# NOW THIS IS A TREVALLY !!!



## fishbrain (Oct 19, 2005)

This Kid can fish Liam Fitzpatrick Pancake Creek off the bank on a popper
this trevor went 11kg and released he got one about 15kg the next day but no photo BUGGER.  fishbrain


----------



## Oink (Oct 23, 2005)

Ah.........Yep! :shock:

(nothing more I can say)


----------



## andybear (Jan 15, 2006)

That is just incredible!
I was on the water at 0420 this morning, and all I could manage was a tiny couta. Trolled for six hours, my arms nearly fell off!

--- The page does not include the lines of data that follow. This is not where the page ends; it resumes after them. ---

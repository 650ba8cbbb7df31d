//! Classifies a batch of rays into (framebuffer, local queue by block, send
//! buffer) — §4.1.

use std::num::NonZeroUsize;

use rayon::prelude::*;

use crate::adapter::AdapterAPI;
use crate::bvh::BlockBvh;
use crate::framebuffer::Framebuffer;
use crate::queue::RayQueueMap;
use crate::ray::{BlockId, Ray};

/// Classifies moved rays (or the initial camera batch) against the local
/// queue and framebuffer. Holds no per-round state of its own: every field
/// is a borrowed collaborator shared across rounds.
pub struct Shuffler<'a> {
    bvh: &'a dyn BlockBvh,
    hardware_threads: NonZeroUsize,
}

impl<'a> Shuffler<'a> {
    pub fn new(bvh: &'a dyn BlockBvh, hardware_threads: NonZeroUsize) -> Shuffler<'a> {
        Shuffler { bvh, hardware_threads }
    }

    /// Run the §4.1 algorithm over `rays`, the moved-ray output of `source`
    /// (`None` for the initial camera batch). Side effects land in `queue`
    /// and `framebuffer`; nothing is returned.
    pub fn shuffle(
        &self,
        rays: Vec<Ray>,
        source: Option<&dyn AdapterAPI>,
        queue: &RayQueueMap,
        framebuffer: &Framebuffer,
    ) {
        if rays.is_empty() {
            return;
        }
        let chunk_size = (rays.len() / (2 * self.hardware_threads.get())).max(1);
        rays.into_par_iter()
            .chunks(chunk_size)
            .for_each(|chunk| self.shuffle_chunk(chunk, source, queue, framebuffer));
    }

    fn shuffle_chunk(
        &self,
        chunk: Vec<Ray>,
        source: Option<&dyn AdapterAPI>,
        queue: &RayQueueMap,
        framebuffer: &Framebuffer,
    ) {
        for mut ray in chunk {
            if ray.intersection_list.is_empty() {
                if let Some(block) = source {
                    block.march_out(&mut ray);
                }
            }
            if ray.intersection_list.is_empty() {
                let hits = self.bvh.query(
                    cgmath::Point3::from_vec(ray.origin),
                    ray.direction,
                    ray.t,
                    ray.t_max,
                );
                ray.intersection_list.extend(hits);
            }
            match ray.intersection_list.first().copied() {
                Some(_) => {
                    let next: BlockId = ray.intersection_list.remove(0);
                    queue.push(next, ray);
                }
                None => {
                    framebuffer.accumulate(ray.pixel_id, ray.color.clamped());
                }
            }
        }
    }
}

Well done. For me there is still next time!


----------



## PeterJ (Aug 29, 2005)

Unbloody believable :shock: :shock: :shock: :shock: :shock:


----------



## Mattdogger (Feb 2, 2006)

Crackin Fish!!!!

Nice One Brutha!! :shock:


----------



## Daveyak (Oct 6, 2005)

What a fish!  Just seeing pics of fish like that is gets me out on the water so often. One day... :roll:


----------



## Nic (Dec 11, 2005)

Spectacular.

Where is Pancake Creek?


----------



## fishbrain (Oct 19, 2005)

Up between 1770 & Gladstone fishing the mouth.


----------



## fishbrain (Oct 19, 2005)

And he's my best trevally . SAD REALLY! fishbrain


----------



## Peril (Sep 5, 2005)

A real tackle buster. Love seeing pics like that


----------



## spooled1 (Sep 16, 2005)

Well done! Even though this report is 4 years old, it's a cracker.


----------



## mangajack (Jul 23, 2007)

They is great fun at that size and even better crab bait lol. love chasing the trevs around CQ but seldom ever keep one unless it is going straight into the fish smoker........awesome.


----------



## tahch3 (Oct 27, 2009)

wow!!!


----------